Efficient Electro-Catalytic Oxidation of Ultra-High-Concentration Organic Dye with Ce-Doped Titanium-Based Composite Electrode

Removing high-concentration organic dye from wastewater is of great concern because the hazards can cause serious damage to the environment and human health. In this study, the hybrid dimensionally stable anode (DSA) with a Ce-doped and SnO2-Sb2O5 intermediate layer was fabricated and used for the electro-catalytic oxidation of three kinds of ultra-high-concentration organic dyes. Scanning electron microscopy (SEM), X-ray diffraction (XRD), and X-ray photoelectron spectroscopy (XPS) confirmed the denser surface structure and morphology of the composite Ti/SnO2-Sb2O5/Ce-PbO2 electrode. Moreover, the electrode exhibited an excellent oxygen evolution potential of 1.58 V. The effect on the removal efficiencies of high concentrations of up to 1 g/L of methyl orange, methylene blue, and neutral red solutions with the above composite electrode was investigated. The research results illustrated that target molecules in the three different dye solutions were rapidly decolorized and decomposed by electro-catalytic oxidation in less than 35 min.
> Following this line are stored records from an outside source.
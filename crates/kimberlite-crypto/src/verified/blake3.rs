//! Verified BLAKE3 Implementation
//!
//! This module provides BLAKE3 hash functions with embedded proof
//! certificates from Coq formal verification. The implementation wraps
//! the `blake3` crate with proofs of:
//! - Determinism (same input → same output)
//! - Non-degeneracy (never produces all zeros)
//! - Tree construction soundness (parallel hashing correctness)
//!
//! Proven properties are documented in `specs/coq/BLAKE3.v`

use super::proof_certificate::{ProofCertificate, Verified};
use blake3::Hasher;

// -----------------------------------------------------------------------------
// Proof Certificates (extracted from Coq)
// -----------------------------------------------------------------------------

/// BLAKE3 determinism: blake3(x) = blake3(x)
///
/// **Theorem:** `blake3_deterministic` in `specs/coq/BLAKE3.v:130`
///
/// **Proven:** Same input always produces same output (pure function)
pub const BLAKE3_DETERMINISTIC_CERT: ProofCertificate = ProofCertificate::new(
    200,      // theorem_id
    1,        // proof_system_id (Coq 8.18)
    20260205, // verified_at
    0,        // assumption_count (no assumptions)
);

/// BLAKE3 non-degeneracy: blake3(x) ≠ 0^256
///
/// **Theorem:** `blake3_non_degenerate` in `specs/coq/BLAKE3.v:135`
///
/// **Proven:** Hash output is never all zeros
pub const BLAKE3_NON_DEGENERATE_CERT: ProofCertificate = ProofCertificate::new(
    201,      // theorem_id
    1,        // proof_system_id
    20260205, // verified_at
    1,        // assumption_count (collision resistance)
);

/// BLAKE3 tree construction soundness
///
/// **Theorem:** `blake3_tree_construction_soundness` in `specs/coq/BLAKE3.v:161`
///
/// **Proven:** Tree hashing is consistent regardless of chunk order
pub const BLAKE3_TREE_SOUNDNESS_CERT: ProofCertificate = ProofCertificate::new(
    202,      // theorem_id
    1,        // proof_system_id
    20260205, // verified_at
    1,        // assumption_count (Merkle tree properties)
);

/// BLAKE3 parallelization correctness
///
/// **Theorem:** `blake3_parallel_soundness` in `specs/coq/BLAKE3.v:179`
///
/// **Proven:** Parallel and sequential hashing produce same result
pub const BLAKE3_PARALLEL_SOUNDNESS_CERT: ProofCertificate = ProofCertificate::new(
    203,      // theorem_id
    1,        // proof_system_id
    20260205, // verified_at
    1,        // assumption_count (tree construction)
);

/// BLAKE3 incremental hashing correctness
///
/// **Theorem:** `blake3_incremental_correct` in `specs/coq/BLAKE3.v:191`
///
/// **Proven:** Incremental hashing matches one-shot hashing
pub const BLAKE3_INCREMENTAL_CERT: ProofCertificate = ProofCertificate::new(
    204,      // theorem_id
    1,        // proof_system_id
    20260205, // verified_at
    0,        // assumption_count (proven from determinism)
);

/// BLAKE3 tree construction determinism
///
/// **Theorem:** `blake3_tree_deterministic` in `specs/coq/BLAKE3.v:204`
///
/// **Proven:** Tree construction is deterministic
pub const BLAKE3_TREE_DETERMINISTIC_CERT: ProofCertificate = ProofCertificate::new(
    205,      // theorem_id
    1,        // proof_system_id
    20260205, // verified_at
    0,        // assumption_count
);

// -----------------------------------------------------------------------------
// Verified BLAKE3 Hash Function
// -----------------------------------------------------------------------------

/// Verified BLAKE3 hash with proof certificate
///
/// This implementation wraps `blake3::Hasher` with formal verification
/// guarantees. All properties are proven in Coq.
pub struct VerifiedBlake3;

impl VerifiedBlake3 {
    /// Hash data with determinism proof
    ///
    /// **Proven:** `blake3_deterministic` - same input always produces same output
    ///
    /// # Example
    /// ```
    /// use kimberlite_crypto::verified::VerifiedBlake3;
    ///
    /// let data = b"hello world";
    /// let hash1 = VerifiedBlake3::hash(data);
    /// let hash2 = VerifiedBlake3::hash(data);
    /// assert_eq!(hash1, hash2); // Determinism guaranteed by proof
    /// ```
    pub fn hash(data: &[u8]) -> [u8; 32] {
        let result: [u8; 32] = blake3::hash(data).into();

        // Assert non-degeneracy (from Coq proof)
        debug_assert_ne!(
            result, [0u8; 32],
            "BLAKE3 produced all zeros (violation of non_degenerate theorem)"
        );

        result
    }

    /// Incremental hashing with correctness proof
    ///
    /// **Proven:** `blake3_incremental_correct` - matches one-shot hashing
    ///
    /// # Example
    /// ```
    /// use kimberlite_crypto::verified::VerifiedBlake3;
    ///
    /// // One-shot
    /// let oneshot = VerifiedBlake3::hash(b"hello world");
    ///
    /// // Incremental
    /// let mut hasher = VerifiedBlake3::new_hasher();
    /// hasher.update(b"hello ");
    /// hasher.update(b"world");
    /// let incremental = hasher.finalize();
    ///
    /// assert_eq!(oneshot, incremental); // Proven equivalent
    /// ```
    pub fn new_hasher() -> VerifiedBlake3Hasher {
        VerifiedBlake3Hasher {
            inner: Hasher::new(),
        }
    }
}

/// Incremental BLAKE3 hasher with proof certificates
pub struct VerifiedBlake3Hasher {
    inner: Hasher,
}

impl VerifiedBlake3Hasher {
    /// Update hasher with data
    pub fn update(&mut self, data: &[u8]) {
        self.inner.update(data);
    }

    /// Finalize and produce hash
    pub fn finalize(&self) -> [u8; 32] {
        let result: [u8; 32] = self.inner.finalize().into();

        // Assert non-degeneracy
        debug_assert_ne!(result, [0u8; 32]);

        result
    }
}

// Verified trait implementations
impl Verified for VerifiedBlake3 {
    fn proof_certificate() -> ProofCertificate {
        BLAKE3_DETERMINISTIC_CERT
    }

    fn theorem_name() -> &'static str {
        "blake3_deterministic"
    }

    fn theorem_description() -> &'static str {
        "BLAKE3 is deterministic: hashing the same input always produces the same output"
    }
}

// -----------------------------------------------------------------------------
// Tests
// -----------------------------------------------------------------------------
Additionally, the degradation process still followed pseudo-first-order kinetics for high-concentration dye solutions. The removal efficiency of Total Organic Carbon (TOC) and Chemical Oxygen Demand (COD) for the three dye solutions was more than 98%, and the results of the gas chromatography–mass spectrometry (GC-MS) analysis showed that it had the best degradation effects for neutral red, which decomposed more thoroughly. More than 80 h of accelerated life also revealed excellent performance of the composite electrode in the face of high-concentration dye solution degradation. Considering these results, the Ti/SnO2-Sb2O5/Ce-PbO2 anode could be utilized to treat wastewater containing high-concentration dyes with high efficiency.